## Goal of the exercise:
Count the lines below containing "VariableSpec". Number only.

## Records supplied:

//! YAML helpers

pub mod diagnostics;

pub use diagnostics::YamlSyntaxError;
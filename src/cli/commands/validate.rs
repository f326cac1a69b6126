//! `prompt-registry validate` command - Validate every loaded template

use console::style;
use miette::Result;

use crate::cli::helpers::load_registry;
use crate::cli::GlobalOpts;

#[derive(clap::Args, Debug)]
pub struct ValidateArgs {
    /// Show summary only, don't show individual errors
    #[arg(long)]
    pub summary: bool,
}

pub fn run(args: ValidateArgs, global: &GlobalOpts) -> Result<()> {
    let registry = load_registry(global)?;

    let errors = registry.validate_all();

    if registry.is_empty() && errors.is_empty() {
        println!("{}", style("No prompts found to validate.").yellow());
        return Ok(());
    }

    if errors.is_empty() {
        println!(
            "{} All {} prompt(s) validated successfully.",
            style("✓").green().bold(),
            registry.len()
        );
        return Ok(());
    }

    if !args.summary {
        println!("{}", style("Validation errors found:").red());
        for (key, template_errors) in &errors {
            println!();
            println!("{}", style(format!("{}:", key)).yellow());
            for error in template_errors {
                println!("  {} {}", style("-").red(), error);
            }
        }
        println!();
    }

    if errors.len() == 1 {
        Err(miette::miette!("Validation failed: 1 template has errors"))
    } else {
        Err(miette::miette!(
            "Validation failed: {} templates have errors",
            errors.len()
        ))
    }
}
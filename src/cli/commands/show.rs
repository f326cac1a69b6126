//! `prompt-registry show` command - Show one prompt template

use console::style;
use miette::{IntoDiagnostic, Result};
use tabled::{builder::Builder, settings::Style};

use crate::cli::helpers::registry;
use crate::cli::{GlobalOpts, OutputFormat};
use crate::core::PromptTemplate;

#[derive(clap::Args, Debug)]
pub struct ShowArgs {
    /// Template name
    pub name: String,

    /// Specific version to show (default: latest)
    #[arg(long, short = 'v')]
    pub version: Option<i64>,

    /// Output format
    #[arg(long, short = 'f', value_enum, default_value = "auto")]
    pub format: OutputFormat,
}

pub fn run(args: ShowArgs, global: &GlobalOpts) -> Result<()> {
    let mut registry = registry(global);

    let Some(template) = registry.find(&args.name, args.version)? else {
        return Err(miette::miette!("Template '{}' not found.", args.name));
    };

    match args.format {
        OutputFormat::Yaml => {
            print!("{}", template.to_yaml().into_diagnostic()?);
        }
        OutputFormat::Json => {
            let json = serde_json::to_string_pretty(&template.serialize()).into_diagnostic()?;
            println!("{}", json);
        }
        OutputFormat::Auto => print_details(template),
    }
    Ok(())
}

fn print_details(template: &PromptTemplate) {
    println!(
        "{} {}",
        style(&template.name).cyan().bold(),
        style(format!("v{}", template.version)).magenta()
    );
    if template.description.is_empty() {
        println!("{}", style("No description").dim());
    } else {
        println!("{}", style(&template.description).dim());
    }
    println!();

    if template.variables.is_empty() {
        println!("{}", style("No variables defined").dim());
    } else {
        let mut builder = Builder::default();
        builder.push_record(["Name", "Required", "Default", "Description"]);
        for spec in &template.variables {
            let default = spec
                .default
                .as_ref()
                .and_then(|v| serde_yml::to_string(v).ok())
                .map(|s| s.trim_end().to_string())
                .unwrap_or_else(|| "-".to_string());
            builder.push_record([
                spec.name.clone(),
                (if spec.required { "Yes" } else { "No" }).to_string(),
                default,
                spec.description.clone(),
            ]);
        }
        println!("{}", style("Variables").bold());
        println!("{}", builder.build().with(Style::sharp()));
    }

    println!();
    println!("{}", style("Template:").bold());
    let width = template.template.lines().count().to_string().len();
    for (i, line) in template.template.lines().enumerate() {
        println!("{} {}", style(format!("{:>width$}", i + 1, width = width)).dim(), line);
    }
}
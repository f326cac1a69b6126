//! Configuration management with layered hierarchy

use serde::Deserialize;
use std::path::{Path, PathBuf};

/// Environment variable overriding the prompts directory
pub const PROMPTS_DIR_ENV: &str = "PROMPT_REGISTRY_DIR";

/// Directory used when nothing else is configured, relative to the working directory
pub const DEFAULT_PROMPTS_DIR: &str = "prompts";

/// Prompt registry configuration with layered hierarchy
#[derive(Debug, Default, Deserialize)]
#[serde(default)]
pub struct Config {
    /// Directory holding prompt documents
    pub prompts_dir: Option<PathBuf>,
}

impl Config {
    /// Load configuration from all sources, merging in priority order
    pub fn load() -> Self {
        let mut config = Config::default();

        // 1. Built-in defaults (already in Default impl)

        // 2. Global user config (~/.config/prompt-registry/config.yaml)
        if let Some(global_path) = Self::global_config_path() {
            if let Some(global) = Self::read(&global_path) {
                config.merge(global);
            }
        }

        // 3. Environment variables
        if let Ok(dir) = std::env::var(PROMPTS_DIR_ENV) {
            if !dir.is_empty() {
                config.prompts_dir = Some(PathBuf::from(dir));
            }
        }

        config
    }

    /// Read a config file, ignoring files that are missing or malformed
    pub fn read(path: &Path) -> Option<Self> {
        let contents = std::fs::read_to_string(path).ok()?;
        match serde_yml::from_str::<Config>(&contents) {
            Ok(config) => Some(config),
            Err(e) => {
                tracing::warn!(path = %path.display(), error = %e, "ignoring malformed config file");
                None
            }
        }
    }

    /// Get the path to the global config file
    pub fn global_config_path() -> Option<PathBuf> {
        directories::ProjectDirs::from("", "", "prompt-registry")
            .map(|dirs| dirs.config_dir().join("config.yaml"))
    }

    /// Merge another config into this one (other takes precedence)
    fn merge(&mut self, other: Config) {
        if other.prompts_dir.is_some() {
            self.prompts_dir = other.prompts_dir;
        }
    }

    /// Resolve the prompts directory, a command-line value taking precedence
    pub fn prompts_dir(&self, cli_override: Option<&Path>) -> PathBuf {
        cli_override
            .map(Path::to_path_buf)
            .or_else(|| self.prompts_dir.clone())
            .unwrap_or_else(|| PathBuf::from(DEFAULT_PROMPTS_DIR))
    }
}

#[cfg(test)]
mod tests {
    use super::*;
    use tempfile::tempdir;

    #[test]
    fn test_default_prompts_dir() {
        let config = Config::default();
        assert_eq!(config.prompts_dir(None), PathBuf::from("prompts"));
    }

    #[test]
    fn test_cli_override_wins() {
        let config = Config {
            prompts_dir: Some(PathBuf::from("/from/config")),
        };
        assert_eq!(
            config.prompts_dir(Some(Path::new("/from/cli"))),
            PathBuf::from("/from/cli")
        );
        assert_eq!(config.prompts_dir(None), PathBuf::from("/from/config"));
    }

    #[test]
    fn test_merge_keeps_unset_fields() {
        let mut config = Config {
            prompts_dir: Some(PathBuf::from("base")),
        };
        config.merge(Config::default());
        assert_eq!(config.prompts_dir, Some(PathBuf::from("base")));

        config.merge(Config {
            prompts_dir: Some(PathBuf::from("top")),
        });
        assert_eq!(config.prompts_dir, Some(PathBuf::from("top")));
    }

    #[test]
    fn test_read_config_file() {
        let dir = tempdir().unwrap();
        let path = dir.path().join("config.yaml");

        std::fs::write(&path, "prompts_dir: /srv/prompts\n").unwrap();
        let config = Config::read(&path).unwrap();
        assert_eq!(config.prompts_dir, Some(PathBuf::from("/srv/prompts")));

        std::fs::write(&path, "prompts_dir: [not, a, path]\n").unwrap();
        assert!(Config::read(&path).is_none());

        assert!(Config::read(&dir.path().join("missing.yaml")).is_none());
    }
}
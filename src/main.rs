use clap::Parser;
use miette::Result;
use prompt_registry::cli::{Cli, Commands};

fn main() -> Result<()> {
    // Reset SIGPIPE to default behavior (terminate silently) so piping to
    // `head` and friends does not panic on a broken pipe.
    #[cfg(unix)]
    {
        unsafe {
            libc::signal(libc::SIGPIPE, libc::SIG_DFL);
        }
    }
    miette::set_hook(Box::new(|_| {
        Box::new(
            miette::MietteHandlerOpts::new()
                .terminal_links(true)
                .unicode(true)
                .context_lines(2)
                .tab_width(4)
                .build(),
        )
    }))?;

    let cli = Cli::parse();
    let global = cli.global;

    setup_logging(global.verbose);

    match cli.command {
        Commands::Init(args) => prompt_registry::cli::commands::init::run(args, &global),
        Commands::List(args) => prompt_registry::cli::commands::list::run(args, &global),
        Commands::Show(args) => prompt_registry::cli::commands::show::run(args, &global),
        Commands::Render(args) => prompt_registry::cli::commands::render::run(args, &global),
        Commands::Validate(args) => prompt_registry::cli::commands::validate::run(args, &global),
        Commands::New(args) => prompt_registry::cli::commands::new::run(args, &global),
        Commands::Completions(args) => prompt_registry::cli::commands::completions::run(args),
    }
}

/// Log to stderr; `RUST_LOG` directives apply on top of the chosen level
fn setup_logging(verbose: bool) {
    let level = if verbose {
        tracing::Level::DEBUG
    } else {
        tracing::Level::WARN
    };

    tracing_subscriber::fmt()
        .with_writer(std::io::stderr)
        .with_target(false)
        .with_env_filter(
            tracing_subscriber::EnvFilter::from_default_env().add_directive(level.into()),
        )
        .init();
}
---
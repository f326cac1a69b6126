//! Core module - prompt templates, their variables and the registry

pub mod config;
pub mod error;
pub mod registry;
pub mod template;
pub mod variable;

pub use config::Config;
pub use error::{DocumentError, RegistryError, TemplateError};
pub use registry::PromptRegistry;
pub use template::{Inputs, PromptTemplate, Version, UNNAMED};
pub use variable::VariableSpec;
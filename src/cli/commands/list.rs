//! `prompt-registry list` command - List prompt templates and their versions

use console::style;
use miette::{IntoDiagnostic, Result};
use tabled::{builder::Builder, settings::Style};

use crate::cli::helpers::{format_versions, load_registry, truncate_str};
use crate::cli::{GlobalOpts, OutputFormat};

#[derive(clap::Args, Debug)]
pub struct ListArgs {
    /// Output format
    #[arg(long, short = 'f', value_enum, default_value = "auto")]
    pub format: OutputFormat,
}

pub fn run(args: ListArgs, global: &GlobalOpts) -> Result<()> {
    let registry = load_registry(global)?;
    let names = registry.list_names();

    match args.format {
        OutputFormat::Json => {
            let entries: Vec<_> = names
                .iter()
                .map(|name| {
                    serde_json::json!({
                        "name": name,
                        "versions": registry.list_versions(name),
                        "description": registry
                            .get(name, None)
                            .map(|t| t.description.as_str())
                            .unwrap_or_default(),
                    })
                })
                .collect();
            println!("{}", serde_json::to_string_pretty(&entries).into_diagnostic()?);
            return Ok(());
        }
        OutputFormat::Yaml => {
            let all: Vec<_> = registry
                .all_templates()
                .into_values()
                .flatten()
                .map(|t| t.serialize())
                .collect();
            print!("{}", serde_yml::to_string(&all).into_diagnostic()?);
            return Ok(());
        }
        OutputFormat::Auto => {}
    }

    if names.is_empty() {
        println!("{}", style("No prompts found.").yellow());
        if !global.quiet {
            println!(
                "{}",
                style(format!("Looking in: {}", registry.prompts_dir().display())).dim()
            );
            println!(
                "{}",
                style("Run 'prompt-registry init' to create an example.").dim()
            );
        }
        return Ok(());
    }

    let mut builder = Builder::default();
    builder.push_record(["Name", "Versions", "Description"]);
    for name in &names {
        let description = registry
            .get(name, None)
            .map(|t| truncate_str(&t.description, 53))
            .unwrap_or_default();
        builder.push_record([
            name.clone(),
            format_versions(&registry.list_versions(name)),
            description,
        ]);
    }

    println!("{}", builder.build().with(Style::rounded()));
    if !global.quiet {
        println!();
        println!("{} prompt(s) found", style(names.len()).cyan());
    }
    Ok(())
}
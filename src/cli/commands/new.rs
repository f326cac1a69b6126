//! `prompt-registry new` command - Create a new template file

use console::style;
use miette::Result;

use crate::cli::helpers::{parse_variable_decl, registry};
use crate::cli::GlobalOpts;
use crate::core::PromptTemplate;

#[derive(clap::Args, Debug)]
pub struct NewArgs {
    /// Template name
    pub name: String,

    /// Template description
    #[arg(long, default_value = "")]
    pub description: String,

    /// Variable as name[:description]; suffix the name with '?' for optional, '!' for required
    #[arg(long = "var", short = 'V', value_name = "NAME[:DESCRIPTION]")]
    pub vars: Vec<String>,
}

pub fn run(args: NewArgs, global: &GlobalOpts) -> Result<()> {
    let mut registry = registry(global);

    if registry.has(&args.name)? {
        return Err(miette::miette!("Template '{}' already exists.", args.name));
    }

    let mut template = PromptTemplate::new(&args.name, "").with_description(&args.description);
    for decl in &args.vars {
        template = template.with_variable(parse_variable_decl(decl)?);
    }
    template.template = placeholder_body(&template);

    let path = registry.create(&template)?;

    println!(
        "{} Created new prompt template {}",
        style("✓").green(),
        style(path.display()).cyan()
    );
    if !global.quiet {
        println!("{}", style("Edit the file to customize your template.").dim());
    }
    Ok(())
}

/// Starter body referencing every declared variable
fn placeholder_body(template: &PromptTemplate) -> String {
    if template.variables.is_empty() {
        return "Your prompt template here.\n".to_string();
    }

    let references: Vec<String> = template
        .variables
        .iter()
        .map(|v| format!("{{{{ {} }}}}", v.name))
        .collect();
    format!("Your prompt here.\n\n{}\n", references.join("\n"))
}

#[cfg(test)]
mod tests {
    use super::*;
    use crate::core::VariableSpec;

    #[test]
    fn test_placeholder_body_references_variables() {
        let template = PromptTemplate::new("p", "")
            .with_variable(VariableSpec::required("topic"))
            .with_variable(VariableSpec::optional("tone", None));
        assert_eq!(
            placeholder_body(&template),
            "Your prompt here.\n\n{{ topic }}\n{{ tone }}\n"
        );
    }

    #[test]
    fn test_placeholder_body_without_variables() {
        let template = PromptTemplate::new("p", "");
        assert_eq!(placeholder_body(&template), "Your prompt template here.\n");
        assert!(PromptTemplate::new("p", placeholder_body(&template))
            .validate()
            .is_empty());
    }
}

## Task answer:
4